En déco je n'ai qu'un principe : des objets que l'on aime - Nico et moi. Vivants. C'est-à-dire dépoussiérés, déplacés, repliés, parfois changés. Et en accord avec la vie. En ce moment, on a envie de remettre un piano au salon, va falloir enlever le banc que j'ai ramené de l'île d'Yeu, j'ai besoin de me faire à l'idée et je suis heureuse si les filles se remettent à jouer du piano. On a acheté des bons matelas pour les poussinettes, et gardé les anciens pour quand des copines viennent dormir à la maison. Un de ces matelas faute de place est "rangé" sous mon lit. C'est affreux, on le voit, et quand une amie vient dormir, c'est la fête et je me réjouis de la présence de ce matelas si pratique à transporter. Je n'aime pas faire le ménage, et j'aime tellement mon bureau, nos tables de la cuisine et de la salle à manger, que je suis heureuse de les dépoussiérer, de les nettoyer, d'en prendre soin.
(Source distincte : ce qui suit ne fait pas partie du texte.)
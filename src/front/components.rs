mod credential_input;
mod intro_form;
mod layout;
mod result_panel;

pub use credential_input::CredentialInput;
pub use intro_form::IntroForm;
pub use layout::Layout;
pub use result_panel::ResultPanel;
pub mod self_intro;
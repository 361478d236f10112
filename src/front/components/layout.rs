use dioxus::prelude::*;

#[component]
pub fn Layout(children: Element) -> Element {
    let b = classnames::classname("app");
    rsx! {
        div { class: b.to_string(),
            h1 { class: b.el("title").to_string(), "AI 자기소개서 도우미" }
            {children}
            footer { class: b.el("footer").to_string(),
                "※ 본 서비스는 AI를 활용한 자기소개서 생성 도구입니다. 생성된 내용은 참고용이며, 사용자의 책임 하에 활용해주세요."
            }
        }
    }
}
Mon problème, notre problème c'est l'accumulation. De livres, de tote bags, de manteaux, de cailloux, de plantes, de jouets à roulettes. De tasses et des bols et des mugs. Régulièrement on en donne pour parvenir à voir les objets que nous avons et que nous aimons. Notre secret c'est de les regrouper, ainsi ça fait moins bordel, et on les voit. J'écume les vide grenier, les Emmaüs, les ressourceries, et je ne repars jamais bredouille (sinon je suis de très mauvaise humeur). Une fois de temps en temps nous allons aux Puces ou chez un antiquaire. Mais nos grands-mères et grandes-tantes nous ont bien pourvu en la matière. Nous sommes beaucoup allés chez Ikéa, chez Habitat, un peu chez Conran ; mais aujourd'hui le gros de ce qui entre est chiné.
J'aime le mélange des époques, le mélange de bois et de métal, connaître l'histoire des objets ou au moins leur origine.
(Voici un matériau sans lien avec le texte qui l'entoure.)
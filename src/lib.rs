// src/lib.rs
// =============================================================================
// pdf-harvester: crawl one website and download every PDF it links to.
//
// Modules:
// - config: settings for a run
// - fetch: HTTP fetching and link extraction
// - crawl: the depth-first crawler
// - storage: the output directory and file naming
// - error: error kinds
//
// The binary (src/main.rs) wires these together behind a CLI.
// =============================================================================

pub mod config;
pub mod crawl;
pub mod error;
pub mod fetch;
pub mod storage;

pub use config::CrawlConfig;
pub use crawl::{CrawlReport, Crawler};
pub use fetch::{Fetcher, HttpFetcher};
pub use storage::OutputDir;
Je n'aime pas les rideaux. Chez mes parents et mes grands-parents l'atmosphère était obscurcie de voilages et je préfère la lumière pleine ou les volets à moitié tirés. J'aime les jolies housses de couettes, les tapis rouges. Je range mes livres par couleur, quand j'ai le courage. Mon dressing est en bordel. Je collectionne les carafes en verre et les cruches jaunes. Et les bols de ferme mais on n'a plus la place. Ah oui et les miroirs, miroirs de barbier et miroirs marocains. Il y a un savon dans une soucoupe à côté de tous les points d'eau. Et une boîte de Kleenex dans chaque pièce.
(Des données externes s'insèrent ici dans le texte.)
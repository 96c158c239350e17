// src/crawl/mod.rs
// =============================================================================
// This module handles the website crawl.
//
// Features:
// - Depth-first crawling starting from a seed URL
// - Same-domain restriction for pages (PDFs are fetched from anywhere)
// - Configurable depth limit
// - Polite crawling with a delay before each new page
// - Deduplication of visited pages and downloaded PDFs
//
// Submodules:
// - engine: the Crawler and its traversal loop
// - scope: link resolution and the same-host rule
// - pdf: "is this a PDF?" checks
// - report: what a run produced
// =============================================================================

mod engine;
mod pdf;
mod report;
mod scope;

pub use engine::{CrawlTarget, Crawler};
pub use pdf::{is_pdf_content_type, looks_like_pdf};
pub use report::{CrawlFailure, CrawlReport, FailureKind, SavedFile};
pub use scope::{is_in_scope, network_location, resolve_link};
// src/error.rs
// =============================================================================
// Error kinds used by the crawler library.
//
// - FetchError: one HTTP request failed (timeout, bad status, network)
// - WriteError: saving a PDF to the output directory failed
// - DownloadError: either of the above, for one PDF
// - SetupError: the crawl cannot start at all (the only fatal kind)
//
// FetchError and WriteError are per-URL: the traversal loop logs them and
// moves on to the next link. Malformed HTML is not an error at all, the
// parser simply returns the links it could recover.
// =============================================================================

use std::path::PathBuf;
use thiserror::Error;

/// A single GET request did not produce a usable response.
#[derive(Error, Debug, Clone, PartialEq, Eq)]
pub enum FetchError {
    /// The request took longer than the configured timeout
    #[error("request timed out")]
    Timeout,

    /// The server answered with a non-2xx status
    #[error("HTTP {0}")]
    Status(u16),

    /// Connection, DNS, TLS or body read failure
    #[error("transport error: {0}")]
    Transport(String),

    /// The URL could not be requested (unsupported scheme etc.)
    #[error("invalid URL: {0}")]
    InvalidUrl(String),
}

impl From<reqwest::Error> for FetchError {
    fn from(error: reqwest::Error) -> Self {
        if error.is_timeout() {
            FetchError::Timeout
        } else if let Some(status) = error.status() {
            FetchError::Status(status.as_u16())
        } else if error.is_builder() {
            FetchError::InvalidUrl(error.to_string())
        } else {
            FetchError::Transport(error.to_string())
        }
    }
}

/// Saving a downloaded PDF failed.
#[derive(Error, Debug)]
#[error("failed to write {path}: {source}")]
pub struct WriteError {
    pub path: PathBuf,
    #[source]
    pub source: std::io::Error,
}

/// Why one PDF download did not end up on disk.
#[derive(Error, Debug)]
pub enum DownloadError {
    #[error(transparent)]
    Fetch(#[from] FetchError),

    #[error(transparent)]
    Write(#[from] WriteError),
}

/// Failures that stop the crawl before it starts.
#[derive(Error, Debug)]
pub enum SetupError {
    #[error("invalid seed URL '{url}': {reason}")]
    InvalidSeed { url: String, reason: String },

    #[error("cannot create output directory {path}: {source}")]
    OutputDir {
        path: PathBuf,
        #[source]
        source: std::io::Error,
    },

    #[error("cannot build HTTP client: {0}")]
    Client(#[from] reqwest::Error),
}

#[cfg(test)]
mod tests {
    use super::*;

    #[test]
    fn test_fetch_error_display() {
        assert_eq!(FetchError::Timeout.to_string(), "request timed out");
        assert_eq!(FetchError::Status(404).to_string(), "HTTP 404");
        let error = FetchError::Transport("connection refused".to_string());
        assert_eq!(error.to_string(), "transport error: connection refused");
    }

    #[test]
    fn test_write_error_names_path() {
        let error = WriteError {
            path: PathBuf::from("out/report.pdf"),
            source: std::io::Error::new(std::io::ErrorKind::PermissionDenied, "denied"),
        };
        assert_eq!(error.to_string(), "failed to write out/report.pdf: denied");
    }

    #[test]
    fn test_setup_error_display() {
        let error = SetupError::InvalidSeed {
            url: "nope".to_string(),
            reason: "relative URL without a base".to_string(),
        };
        assert_eq!(
            error.to_string(),
            "invalid seed URL 'nope': relative URL without a base"
        );
    }
}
Bref, j'ai 50 000 manies. Ah oui et dans mon bureau... La chance que j'ai d'avoir une chambre à moi... j'ai une petite rondelle de grès, un truc fait exprès pour diffuser les odeurs... sur lequel je mets un mélange d'huiles essentiels tout près, Nard et encens... Je place la rondelle sur le radiateur... et cette odeur je ne m'en lasse pas. Dans le reste de la maison Nico et moi achetons ou nous faisons offrir des bougies de ci de là, qu'on allume l'hiver et qui sentent l'hinoki, le vieux tabac. J'adore celles de Muji, si peu chères et délicieuses.
Voilà chère Minka, quelques pensées sur les cosmogonies.
N'hésitez pas à me dire, sur quel sujet vous aimeriez me lire !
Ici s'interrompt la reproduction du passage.